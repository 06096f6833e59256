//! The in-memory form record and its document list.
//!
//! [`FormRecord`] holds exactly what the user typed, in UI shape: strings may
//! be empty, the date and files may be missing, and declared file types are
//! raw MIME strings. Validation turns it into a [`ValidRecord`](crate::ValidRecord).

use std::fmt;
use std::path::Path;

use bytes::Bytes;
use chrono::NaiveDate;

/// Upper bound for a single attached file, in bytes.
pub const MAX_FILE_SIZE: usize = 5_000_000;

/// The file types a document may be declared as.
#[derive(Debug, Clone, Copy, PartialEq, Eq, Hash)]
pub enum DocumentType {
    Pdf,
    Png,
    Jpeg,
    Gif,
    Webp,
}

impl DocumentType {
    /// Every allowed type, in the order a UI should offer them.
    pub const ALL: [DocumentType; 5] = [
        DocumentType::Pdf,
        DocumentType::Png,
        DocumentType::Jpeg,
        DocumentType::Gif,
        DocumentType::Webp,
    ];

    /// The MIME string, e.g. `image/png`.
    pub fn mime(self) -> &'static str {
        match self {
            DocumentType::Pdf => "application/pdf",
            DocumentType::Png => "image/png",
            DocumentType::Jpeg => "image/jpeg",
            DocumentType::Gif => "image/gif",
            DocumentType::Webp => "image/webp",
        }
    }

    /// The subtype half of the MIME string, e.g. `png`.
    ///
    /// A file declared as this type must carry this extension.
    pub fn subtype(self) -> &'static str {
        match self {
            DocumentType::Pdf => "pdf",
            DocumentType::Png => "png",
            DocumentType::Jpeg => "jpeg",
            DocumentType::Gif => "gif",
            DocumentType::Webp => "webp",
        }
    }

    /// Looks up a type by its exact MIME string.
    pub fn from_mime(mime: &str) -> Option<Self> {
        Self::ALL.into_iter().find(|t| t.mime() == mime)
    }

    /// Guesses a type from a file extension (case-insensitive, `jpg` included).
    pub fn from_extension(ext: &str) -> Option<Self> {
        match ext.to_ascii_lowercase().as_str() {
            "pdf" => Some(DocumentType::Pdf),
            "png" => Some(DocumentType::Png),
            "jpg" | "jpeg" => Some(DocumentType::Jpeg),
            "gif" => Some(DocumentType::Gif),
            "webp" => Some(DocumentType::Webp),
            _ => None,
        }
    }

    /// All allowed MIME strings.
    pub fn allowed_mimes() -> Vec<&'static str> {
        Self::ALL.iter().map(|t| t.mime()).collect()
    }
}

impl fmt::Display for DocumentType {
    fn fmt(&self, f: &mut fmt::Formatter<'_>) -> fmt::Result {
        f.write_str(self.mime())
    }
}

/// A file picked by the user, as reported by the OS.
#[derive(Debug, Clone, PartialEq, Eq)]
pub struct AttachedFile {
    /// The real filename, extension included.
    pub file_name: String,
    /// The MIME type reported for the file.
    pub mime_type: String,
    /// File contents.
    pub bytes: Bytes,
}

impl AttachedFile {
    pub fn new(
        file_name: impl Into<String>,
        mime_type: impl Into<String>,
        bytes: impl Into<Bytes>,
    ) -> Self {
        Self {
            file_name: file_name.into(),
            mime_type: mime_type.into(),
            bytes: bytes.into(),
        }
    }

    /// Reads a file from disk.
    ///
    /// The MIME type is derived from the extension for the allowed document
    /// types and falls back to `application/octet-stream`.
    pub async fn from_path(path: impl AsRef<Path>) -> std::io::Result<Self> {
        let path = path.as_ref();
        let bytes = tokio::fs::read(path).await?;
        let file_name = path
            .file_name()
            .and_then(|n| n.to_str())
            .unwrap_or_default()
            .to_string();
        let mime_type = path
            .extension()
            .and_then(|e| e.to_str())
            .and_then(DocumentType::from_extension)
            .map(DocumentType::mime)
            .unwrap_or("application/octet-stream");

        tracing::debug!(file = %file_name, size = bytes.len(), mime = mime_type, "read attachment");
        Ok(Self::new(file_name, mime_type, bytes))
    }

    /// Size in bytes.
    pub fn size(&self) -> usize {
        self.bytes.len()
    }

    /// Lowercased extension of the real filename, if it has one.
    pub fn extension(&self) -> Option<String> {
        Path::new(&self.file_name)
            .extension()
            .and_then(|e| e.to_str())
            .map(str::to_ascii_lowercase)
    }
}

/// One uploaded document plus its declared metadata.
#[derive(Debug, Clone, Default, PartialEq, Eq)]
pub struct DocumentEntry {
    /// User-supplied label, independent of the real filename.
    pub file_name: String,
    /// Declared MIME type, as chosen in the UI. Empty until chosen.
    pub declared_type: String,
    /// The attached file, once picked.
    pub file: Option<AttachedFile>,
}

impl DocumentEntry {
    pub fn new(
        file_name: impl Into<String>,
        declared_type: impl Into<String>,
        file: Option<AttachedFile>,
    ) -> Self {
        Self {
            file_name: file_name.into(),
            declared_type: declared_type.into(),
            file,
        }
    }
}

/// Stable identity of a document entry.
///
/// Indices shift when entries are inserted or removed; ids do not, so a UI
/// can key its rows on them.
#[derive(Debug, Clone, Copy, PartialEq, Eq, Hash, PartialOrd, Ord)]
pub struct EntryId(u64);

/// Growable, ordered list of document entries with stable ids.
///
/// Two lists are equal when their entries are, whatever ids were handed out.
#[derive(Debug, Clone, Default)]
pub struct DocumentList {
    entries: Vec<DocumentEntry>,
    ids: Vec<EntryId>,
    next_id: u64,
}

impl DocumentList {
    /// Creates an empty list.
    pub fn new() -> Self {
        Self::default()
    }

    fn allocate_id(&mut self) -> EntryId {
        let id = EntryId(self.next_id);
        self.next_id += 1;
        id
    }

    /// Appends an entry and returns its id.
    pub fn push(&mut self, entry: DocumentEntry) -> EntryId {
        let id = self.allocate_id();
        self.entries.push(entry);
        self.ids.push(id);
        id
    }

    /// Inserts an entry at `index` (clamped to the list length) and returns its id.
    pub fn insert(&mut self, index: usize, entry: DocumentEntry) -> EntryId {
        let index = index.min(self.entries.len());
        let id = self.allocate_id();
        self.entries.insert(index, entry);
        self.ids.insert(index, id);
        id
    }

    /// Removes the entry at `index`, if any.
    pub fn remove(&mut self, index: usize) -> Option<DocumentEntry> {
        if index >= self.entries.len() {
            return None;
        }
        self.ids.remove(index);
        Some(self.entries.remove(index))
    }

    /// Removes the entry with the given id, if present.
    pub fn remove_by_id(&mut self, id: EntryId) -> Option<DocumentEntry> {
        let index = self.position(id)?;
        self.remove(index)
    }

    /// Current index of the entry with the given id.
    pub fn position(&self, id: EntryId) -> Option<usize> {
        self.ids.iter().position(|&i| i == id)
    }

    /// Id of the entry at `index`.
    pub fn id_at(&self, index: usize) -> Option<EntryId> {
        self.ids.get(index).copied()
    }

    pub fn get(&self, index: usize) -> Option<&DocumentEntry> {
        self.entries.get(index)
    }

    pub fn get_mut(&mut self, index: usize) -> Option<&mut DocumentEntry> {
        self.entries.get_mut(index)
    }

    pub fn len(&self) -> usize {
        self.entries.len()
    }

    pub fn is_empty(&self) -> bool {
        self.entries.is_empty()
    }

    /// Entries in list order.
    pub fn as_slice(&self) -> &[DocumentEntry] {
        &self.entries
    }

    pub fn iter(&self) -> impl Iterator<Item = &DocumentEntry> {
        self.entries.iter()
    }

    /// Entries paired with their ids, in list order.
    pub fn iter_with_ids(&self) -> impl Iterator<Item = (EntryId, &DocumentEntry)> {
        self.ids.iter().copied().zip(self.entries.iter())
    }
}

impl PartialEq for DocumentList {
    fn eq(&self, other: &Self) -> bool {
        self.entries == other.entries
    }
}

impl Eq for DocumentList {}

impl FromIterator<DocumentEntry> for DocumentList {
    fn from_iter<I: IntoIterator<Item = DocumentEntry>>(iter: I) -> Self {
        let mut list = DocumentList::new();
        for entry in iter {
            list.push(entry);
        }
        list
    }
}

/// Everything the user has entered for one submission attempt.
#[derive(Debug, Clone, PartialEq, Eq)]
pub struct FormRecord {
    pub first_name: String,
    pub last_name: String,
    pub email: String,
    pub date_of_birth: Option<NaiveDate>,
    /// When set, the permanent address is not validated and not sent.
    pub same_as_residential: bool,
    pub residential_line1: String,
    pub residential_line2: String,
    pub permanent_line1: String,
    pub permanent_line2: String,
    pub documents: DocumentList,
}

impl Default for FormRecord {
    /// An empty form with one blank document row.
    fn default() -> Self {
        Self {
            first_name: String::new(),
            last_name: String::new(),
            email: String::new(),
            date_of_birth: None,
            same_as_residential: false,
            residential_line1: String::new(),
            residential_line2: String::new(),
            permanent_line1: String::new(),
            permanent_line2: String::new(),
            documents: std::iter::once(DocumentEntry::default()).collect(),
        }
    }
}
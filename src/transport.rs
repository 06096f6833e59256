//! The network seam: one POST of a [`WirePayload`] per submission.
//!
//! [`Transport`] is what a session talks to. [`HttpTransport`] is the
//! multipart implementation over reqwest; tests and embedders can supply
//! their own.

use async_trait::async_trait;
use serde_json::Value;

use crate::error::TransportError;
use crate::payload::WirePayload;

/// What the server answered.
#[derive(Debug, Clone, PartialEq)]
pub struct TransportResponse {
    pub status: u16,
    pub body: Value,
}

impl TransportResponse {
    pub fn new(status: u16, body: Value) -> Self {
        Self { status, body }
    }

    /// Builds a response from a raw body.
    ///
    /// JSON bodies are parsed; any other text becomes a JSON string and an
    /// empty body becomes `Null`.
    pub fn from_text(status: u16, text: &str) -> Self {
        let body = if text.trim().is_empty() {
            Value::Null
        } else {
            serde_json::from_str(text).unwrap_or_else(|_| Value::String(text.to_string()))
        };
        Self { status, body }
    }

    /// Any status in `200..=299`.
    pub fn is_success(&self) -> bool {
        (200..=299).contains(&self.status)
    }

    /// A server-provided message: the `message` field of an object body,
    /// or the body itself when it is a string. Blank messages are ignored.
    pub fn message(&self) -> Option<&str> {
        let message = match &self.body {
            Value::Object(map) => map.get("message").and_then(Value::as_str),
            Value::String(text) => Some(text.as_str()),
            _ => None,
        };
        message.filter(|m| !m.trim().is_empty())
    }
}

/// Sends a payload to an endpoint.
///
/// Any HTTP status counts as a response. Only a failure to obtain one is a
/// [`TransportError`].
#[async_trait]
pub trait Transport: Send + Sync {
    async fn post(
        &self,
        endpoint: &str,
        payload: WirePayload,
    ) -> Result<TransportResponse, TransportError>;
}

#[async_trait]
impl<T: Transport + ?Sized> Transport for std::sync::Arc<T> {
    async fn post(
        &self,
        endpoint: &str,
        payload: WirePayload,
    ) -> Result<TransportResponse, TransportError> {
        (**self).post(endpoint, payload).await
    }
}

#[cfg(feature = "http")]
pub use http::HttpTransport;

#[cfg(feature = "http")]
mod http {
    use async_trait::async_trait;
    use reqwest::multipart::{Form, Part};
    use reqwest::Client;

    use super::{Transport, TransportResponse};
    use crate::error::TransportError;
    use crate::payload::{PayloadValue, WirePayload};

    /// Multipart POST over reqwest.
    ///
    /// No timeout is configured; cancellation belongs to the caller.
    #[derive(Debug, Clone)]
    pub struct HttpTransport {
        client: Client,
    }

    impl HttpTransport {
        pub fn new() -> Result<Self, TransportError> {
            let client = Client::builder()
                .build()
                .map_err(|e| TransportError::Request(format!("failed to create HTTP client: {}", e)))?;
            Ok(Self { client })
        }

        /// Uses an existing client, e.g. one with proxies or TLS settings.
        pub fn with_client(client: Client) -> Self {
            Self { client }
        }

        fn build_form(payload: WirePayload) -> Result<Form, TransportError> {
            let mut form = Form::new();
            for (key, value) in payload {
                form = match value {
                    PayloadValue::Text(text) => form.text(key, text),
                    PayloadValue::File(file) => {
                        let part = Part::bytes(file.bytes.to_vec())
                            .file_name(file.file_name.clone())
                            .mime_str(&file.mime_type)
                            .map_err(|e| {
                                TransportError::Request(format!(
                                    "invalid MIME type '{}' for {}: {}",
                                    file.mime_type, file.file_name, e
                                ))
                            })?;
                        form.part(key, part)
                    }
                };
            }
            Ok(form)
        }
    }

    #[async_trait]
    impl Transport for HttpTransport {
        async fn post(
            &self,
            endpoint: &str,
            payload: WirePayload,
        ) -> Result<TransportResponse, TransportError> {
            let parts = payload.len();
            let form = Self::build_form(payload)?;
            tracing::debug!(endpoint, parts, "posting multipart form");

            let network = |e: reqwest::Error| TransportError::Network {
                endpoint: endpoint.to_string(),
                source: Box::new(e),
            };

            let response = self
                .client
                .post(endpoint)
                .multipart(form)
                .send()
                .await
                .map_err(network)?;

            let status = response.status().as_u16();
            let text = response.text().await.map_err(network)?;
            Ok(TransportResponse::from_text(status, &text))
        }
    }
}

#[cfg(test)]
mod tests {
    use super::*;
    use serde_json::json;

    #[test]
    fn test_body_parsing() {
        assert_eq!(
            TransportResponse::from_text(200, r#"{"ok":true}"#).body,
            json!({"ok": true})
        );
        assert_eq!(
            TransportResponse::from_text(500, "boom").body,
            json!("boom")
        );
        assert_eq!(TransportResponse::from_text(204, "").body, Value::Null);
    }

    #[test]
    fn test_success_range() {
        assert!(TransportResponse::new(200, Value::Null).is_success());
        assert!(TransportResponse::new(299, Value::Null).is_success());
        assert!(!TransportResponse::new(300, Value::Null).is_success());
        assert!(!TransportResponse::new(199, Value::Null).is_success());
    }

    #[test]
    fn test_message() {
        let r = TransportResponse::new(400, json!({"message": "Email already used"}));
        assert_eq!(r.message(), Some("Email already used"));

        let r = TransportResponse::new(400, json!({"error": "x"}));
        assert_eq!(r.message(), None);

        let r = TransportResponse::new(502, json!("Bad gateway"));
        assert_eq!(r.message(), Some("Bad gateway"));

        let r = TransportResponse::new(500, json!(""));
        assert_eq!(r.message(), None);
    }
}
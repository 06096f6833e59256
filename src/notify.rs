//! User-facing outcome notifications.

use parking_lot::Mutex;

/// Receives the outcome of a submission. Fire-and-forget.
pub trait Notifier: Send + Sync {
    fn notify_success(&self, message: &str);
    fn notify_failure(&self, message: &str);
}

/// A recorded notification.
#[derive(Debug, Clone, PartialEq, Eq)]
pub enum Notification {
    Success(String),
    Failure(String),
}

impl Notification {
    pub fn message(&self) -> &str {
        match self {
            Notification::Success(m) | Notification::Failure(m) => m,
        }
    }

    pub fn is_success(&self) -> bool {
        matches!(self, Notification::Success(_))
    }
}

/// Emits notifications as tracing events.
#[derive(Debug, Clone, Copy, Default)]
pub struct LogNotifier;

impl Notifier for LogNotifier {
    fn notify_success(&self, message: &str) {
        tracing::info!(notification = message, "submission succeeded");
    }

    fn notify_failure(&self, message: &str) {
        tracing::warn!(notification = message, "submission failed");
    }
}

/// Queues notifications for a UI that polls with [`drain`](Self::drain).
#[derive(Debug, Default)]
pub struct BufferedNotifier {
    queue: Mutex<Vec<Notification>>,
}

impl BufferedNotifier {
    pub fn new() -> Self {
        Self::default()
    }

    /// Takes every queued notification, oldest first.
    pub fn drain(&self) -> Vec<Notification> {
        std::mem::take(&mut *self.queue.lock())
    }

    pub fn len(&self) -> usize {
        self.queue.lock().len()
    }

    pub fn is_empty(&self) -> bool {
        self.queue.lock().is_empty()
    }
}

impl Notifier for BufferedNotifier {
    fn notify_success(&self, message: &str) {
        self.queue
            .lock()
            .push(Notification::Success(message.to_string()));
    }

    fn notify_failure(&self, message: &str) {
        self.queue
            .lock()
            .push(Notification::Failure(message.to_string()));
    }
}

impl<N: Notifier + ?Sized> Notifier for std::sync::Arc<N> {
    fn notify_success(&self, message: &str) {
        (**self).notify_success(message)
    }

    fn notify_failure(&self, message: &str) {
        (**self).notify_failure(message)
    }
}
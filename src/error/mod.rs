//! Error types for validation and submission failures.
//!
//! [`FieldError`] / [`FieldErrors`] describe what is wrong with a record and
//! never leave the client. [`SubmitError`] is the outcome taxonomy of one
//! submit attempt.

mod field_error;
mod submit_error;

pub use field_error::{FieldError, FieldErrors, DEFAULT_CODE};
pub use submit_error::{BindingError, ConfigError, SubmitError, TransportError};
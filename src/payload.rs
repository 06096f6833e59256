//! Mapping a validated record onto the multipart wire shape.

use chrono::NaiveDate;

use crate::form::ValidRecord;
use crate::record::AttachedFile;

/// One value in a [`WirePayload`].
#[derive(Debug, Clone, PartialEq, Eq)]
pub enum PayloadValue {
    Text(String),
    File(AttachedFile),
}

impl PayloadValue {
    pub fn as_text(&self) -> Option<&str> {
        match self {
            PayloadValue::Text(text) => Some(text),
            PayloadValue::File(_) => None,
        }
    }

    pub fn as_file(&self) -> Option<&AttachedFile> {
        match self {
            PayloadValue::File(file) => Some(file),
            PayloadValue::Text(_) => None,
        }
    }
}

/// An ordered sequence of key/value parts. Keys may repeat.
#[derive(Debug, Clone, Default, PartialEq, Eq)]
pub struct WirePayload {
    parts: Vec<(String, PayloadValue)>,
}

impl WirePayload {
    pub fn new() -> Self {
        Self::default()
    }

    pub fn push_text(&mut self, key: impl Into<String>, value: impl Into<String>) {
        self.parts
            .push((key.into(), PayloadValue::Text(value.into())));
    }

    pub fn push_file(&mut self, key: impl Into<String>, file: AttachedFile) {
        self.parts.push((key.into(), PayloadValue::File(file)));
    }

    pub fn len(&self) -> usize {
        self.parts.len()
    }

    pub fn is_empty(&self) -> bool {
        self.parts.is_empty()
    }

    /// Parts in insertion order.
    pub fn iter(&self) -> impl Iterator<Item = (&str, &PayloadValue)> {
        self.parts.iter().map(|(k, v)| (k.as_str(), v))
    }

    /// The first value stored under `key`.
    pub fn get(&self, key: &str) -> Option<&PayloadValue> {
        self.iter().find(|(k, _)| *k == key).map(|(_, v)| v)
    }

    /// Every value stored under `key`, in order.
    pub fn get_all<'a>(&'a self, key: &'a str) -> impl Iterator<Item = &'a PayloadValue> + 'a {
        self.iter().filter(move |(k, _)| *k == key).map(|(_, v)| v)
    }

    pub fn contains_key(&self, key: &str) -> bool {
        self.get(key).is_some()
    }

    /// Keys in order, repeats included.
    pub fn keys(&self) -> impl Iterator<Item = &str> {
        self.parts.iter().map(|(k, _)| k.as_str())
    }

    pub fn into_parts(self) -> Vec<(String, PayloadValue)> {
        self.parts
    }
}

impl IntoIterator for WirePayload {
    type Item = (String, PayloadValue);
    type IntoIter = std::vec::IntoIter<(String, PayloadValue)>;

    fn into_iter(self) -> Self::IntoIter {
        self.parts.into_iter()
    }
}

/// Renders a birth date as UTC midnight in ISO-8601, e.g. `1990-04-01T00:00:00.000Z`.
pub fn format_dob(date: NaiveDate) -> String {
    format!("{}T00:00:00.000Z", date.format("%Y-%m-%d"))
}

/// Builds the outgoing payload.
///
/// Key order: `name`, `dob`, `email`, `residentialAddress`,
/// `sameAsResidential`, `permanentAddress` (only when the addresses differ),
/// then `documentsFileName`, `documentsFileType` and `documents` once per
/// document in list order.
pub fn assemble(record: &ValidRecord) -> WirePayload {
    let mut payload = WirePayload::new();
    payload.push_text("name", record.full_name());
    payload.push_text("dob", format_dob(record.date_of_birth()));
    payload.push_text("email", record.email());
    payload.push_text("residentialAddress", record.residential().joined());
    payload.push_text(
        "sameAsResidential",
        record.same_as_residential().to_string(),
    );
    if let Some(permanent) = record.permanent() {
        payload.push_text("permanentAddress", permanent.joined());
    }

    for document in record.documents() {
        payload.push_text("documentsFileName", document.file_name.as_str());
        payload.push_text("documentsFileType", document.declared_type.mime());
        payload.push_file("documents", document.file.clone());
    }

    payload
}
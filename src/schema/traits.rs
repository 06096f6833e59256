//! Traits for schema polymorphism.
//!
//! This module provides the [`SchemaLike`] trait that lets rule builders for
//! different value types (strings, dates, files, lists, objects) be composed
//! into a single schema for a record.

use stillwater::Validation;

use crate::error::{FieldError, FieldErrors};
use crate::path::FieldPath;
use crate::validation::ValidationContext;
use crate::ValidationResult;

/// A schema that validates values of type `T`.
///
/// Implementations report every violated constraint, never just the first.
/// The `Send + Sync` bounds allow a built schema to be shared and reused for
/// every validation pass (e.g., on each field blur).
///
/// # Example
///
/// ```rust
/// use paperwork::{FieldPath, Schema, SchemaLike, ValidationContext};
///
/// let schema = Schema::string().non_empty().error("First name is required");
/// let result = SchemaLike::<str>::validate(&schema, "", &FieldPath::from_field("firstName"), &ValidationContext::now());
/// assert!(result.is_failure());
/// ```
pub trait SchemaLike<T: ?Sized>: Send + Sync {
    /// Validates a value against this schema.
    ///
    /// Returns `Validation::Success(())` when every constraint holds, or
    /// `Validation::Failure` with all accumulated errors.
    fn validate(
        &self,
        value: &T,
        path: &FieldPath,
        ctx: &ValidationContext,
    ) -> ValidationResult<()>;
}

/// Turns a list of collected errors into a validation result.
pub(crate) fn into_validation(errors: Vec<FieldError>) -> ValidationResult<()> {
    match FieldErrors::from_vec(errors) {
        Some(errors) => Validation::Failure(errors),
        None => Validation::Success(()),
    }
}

^^^^^^^^

#### [Exercise details]
The expected answer is an exact copy of the lines above, beginning at the line with "impl IntoIterator for" and ending at the line with "rule builders for", with both ends in.

#### [Solution for this problem]
impl IntoIterator for WirePayload {
    type Item = (String, PayloadValue);
    type IntoIter = std::vec::IntoIter<(String, PayloadValue)>;

    fn into_iter(self) -> Self::IntoIter {
        self.parts.into_iter()
    }
}

/// Renders a birth date as UTC midnight in ISO-8601, e.g. `1990-04-01T00:00:00.000Z`.
pub fn format_dob(date: NaiveDate) -> String {
    format!("{}T00:00:00.000Z", date.format("%Y-%m-%d"))
}

/// Builds the outgoing payload.
///
/// Key order: `name`, `dob`, `email`, `residentialAddress`,
/// `sameAsResidential`, `permanentAddress` (only when the addresses differ),
/// then `documentsFileName`, `documentsFileType` and `documents` once per
/// document in list order.
pub fn assemble(record: &ValidRecord) -> WirePayload {
    let mut payload = WirePayload::new();
    payload.push_text("name", record.full_name());
    payload.push_text("dob", format_dob(record.date_of_birth()));
    payload.push_text("email", record.email());
    payload.push_text("residentialAddress", record.residential().joined());
    payload.push_text(
        "sameAsResidential",
        record.same_as_residential().to_string(),
    );
    if let Some(permanent) = record.permanent() {
        payload.push_text("permanentAddress", permanent.joined());
    }

    for document in record.documents() {
        payload.push_text("documentsFileName", document.file_name.as_str());
        payload.push_text("documentsFileType", document.declared_type.mime());
        payload.push_file("documents", document.file.clone());
    }

    payload
}
filename src/schema/traits.rs
repository 06096f6833e59256
//! Traits for schema polymorphism.
//!
//! This module provides the [`SchemaLike`] trait that lets rule builders for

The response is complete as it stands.